CREATE TABLE github_queue
(
    file_time DateTime,
    event_type Enum('CommitCommentEvent' = 1, 'CreateEvent' = 2, 'DeleteEvent' = 3, 'ForkEvent' = 4, 'GollumEvent' = 5, 'IssueCommentEvent' = 6, 'IssuesEvent' = 7, 'MemberEvent' = 8, 'PublicEvent' = 9, 'PullRequestEvent' = 10, 'PullRequestReviewCommentEvent' = 11, 'PushEvent' = 12, 'ReleaseEvent' = 13, 'SponsorshipEvent' = 14, 'WatchEvent' = 15, 'GistEvent' = 16, 'FollowEvent' = 17, 'DownloadEvent' = 18, 'PullRequestReviewEvent' = 19, 'ForkApplyEvent' = 20, 'Event' = 21, 'TeamAddEvent' = 22),
    actor_login LowCardinality(String),
    repo_name LowCardinality(String),
    created_at DateTime,
    updated_at DateTime,
    action Enum('none' = 0, 'created' = 1, 'added' = 2, 'edited' = 3, 'deleted' = 4, 'opened' = 5, 'closed' = 6, 'reopened' = 7, 'assigned' = 8, 'unassigned' = 9, 'labeled' = 10, 'unlabeled' = 11, 'review_requested' = 12, 'review_request_removed' = 13, 'synchronize' = 14, 'started' = 15, 'published' = 16, 'update' = 17, 'create' = 18, 'fork' = 19, 'merged' = 20),
    comment_id UInt64,
    path String,
    ref LowCardinality(String),
    ref_type Enum('none' = 0, 'branch' = 1, 'tag' = 2, 'repository' = 3, 'unknown' = 4),
    creator_user_login LowCardinality(String),
    number UInt32,
    title String,
    labels Array(LowCardinality(String)),
    state Enum('none' = 0, 'open' = 1, 'closed' = 2),
    assignee LowCardinality(String),
    assignees Array(LowCardinality(String)),
    closed_at DateTime,
    merged_at DateTime,
    merge_commit_sha String,
    requested_reviewers Array(LowCardinality(String)),
    merged_by LowCardinality(String),
    review_comments UInt32,
    member_login LowCardinality(String)
)
ENGINE = Kafka()
SETTINGS kafka_broker_list='<host>:<port>',
         kafka_topic_list='github',
         kafka_group_name='clickhouse',
         kafka_format = 'JSONEachRow',
         kafka_thread_per_consumer = 0,
         kafka_num_consumers = 1,
         -- Connecting to a Confluent Cloud broker using
         -- simple username/password authentication
         kafka_security_protocol='sasl_ssl',
         kafka_sasl_mechanism = 'PLAIN',
         kafka_sasl_username = '<username>',
         kafka_sasl_password = '<password>';

In self-hosted ClickHouse, you can configure credentials using configuration files, named collections, or inline in the CREATE TABLE statement using the SETTINGS clause.

Tip

Inline credentials are a good fit for prototyping (e.g., to follow the steps in this guide).

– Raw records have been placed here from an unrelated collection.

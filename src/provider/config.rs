// crates.io
use jsonwebtoken::Algorithm;
// self
use crate::{
	_prelude::*,
	auth::{ConfigId, Issuer, ScopeSet, Secret},
	provider::{ClientConfigBuilder, ClientConfigError},
};

/// How the client authenticates at the token endpoint.
#[derive(Clone, Copy, Debug, Default, PartialEq, Eq, Serialize, Deserialize)]
#[serde(rename_all = "snake_case")]
pub enum ClientAuthMethod {
	#[default]
	/// HTTP Basic with `client_id`/`client_secret`.
	ClientSecretBasic,
	/// Form POST body parameters for `client_id`/`client_secret`.
	ClientSecretPost,
}

/// OAuth 2.0 client parameters of a provider.
#[derive(Clone, Debug, PartialEq, Eq, Serialize, Deserialize)]
pub struct OAuth2Params {
	/// Client identifier registered at the provider.
	pub client_id: String,
	/// Client secret; redacted in logs.
	pub client_secret: Secret,
	/// Authorization endpoint users are redirected to.
	pub authorization_endpoint: Url,
	/// Token endpoint used for the code exchange.
	pub token_endpoint: Url,
	/// Redirect URI registered at the provider.
	pub redirect_uri: Url,
	/// Requested scopes; `openid` is always added on the wire.
	#[serde(default)]
	pub scopes: ScopeSet,
	/// Token endpoint client authentication.
	#[serde(default)]
	pub client_auth_method: ClientAuthMethod,
	/// Character joining scopes in the `scope` parameter.
	#[serde(default = "default_scope_delimiter")]
	pub scope_delimiter: char,
}

/// ID token verification policy of a provider.
#[derive(Clone, Debug, PartialEq, Eq, Serialize, Deserialize)]
#[serde(default)]
pub struct VerifierParams {
	/// Disables the `aud` == client id check (providers issuing foreign audiences).
	pub skip_client_id_check: bool,
	/// Explicit JWKS location; when absent the issuer's discovery document is consulted.
	pub jwks_uri: Option<Url>,
	/// Accepted ID token signature algorithms.
	pub allowed_algorithms: Vec<Algorithm>,
}
impl Default for VerifierParams {
	fn default() -> Self {
		Self { skip_client_id_check: false, jwks_uri: None, allowed_algorithms: vec![Algorithm::RS256] }
	}
}

/// Encrypted-at-rest part of a client config.
#[derive(Clone, Debug, PartialEq, Eq, Serialize, Deserialize)]
pub struct OidcSpec {
	/// OAuth 2.0 parameters.
	pub oauth2: OAuth2Params,
	/// Verifier parameters.
	#[serde(default)]
	pub verifier: VerifierParams,
}

/// Ready-to-use provider configuration.
///
/// Instances are handed out as `Arc<ClientConfig>` snapshots; a flow keeps using the snapshot
/// it started with even if the registry entry is replaced meanwhile.
#[derive(Clone, Debug, PartialEq, Eq)]
pub struct ClientConfig {
	/// Immutable identifier.
	pub id: ConfigId,
	/// Issuer, unique across the registry.
	pub issuer: Issuer,
	/// OAuth 2.0 parameters.
	pub oauth2: OAuth2Params,
	/// Verifier parameters.
	pub verifier: VerifierParams,
}
impl ClientConfig {
	/// Creates a new builder.
	pub fn builder(id: ConfigId, issuer: Issuer) -> ClientConfigBuilder {
		ClientConfigBuilder::new(id, issuer)
	}

	/// Assembles and validates a config from its decrypted spec.
	pub fn from_spec(id: ConfigId, issuer: Issuer, spec: OidcSpec) -> Result<Self, ClientConfigError> {
		let config = Self { id, issuer, oauth2: spec.oauth2, verifier: spec.verifier };

		config.validate()?;

		Ok(config)
	}

	/// Splits off the part that is encrypted at rest.
	pub fn spec(&self) -> OidcSpec {
		OidcSpec { oauth2: self.oauth2.clone(), verifier: self.verifier.clone() }
	}

	/// Scopes sent in the authorization request.
	pub fn requested_scopes(&self) -> ScopeSet {
		self.oauth2.scopes.with_openid()
	}
}

fn default_scope_delimiter() -> char {
	' '
}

For production environments, or environments with a large number of tables reading from the same broker, we recommend using configuration files, or named collections to manage credentials.

Configuration files

The Kafka table engine supports extended configuration using ClickHouse config files. You can either place the Kafka-specific configuration in a new file under the conf.d/ directory, or append it to existing configuration files.

<clickhouse>
   <kafka>
       <sasl_username>username</sasl_username>
       <sasl_password>password</sasl_password>
       <security_protocol>sasl_ssl</security_protocol>
       <sasl_mechanisms>PLAIN</sasl_mechanisms>
   </kafka>
</clickhouse>

See the reference documentation for supported configuration keys.

Named collections

You can use named collections to securely store and reuse credentials across multiple CREATE TABLE statements.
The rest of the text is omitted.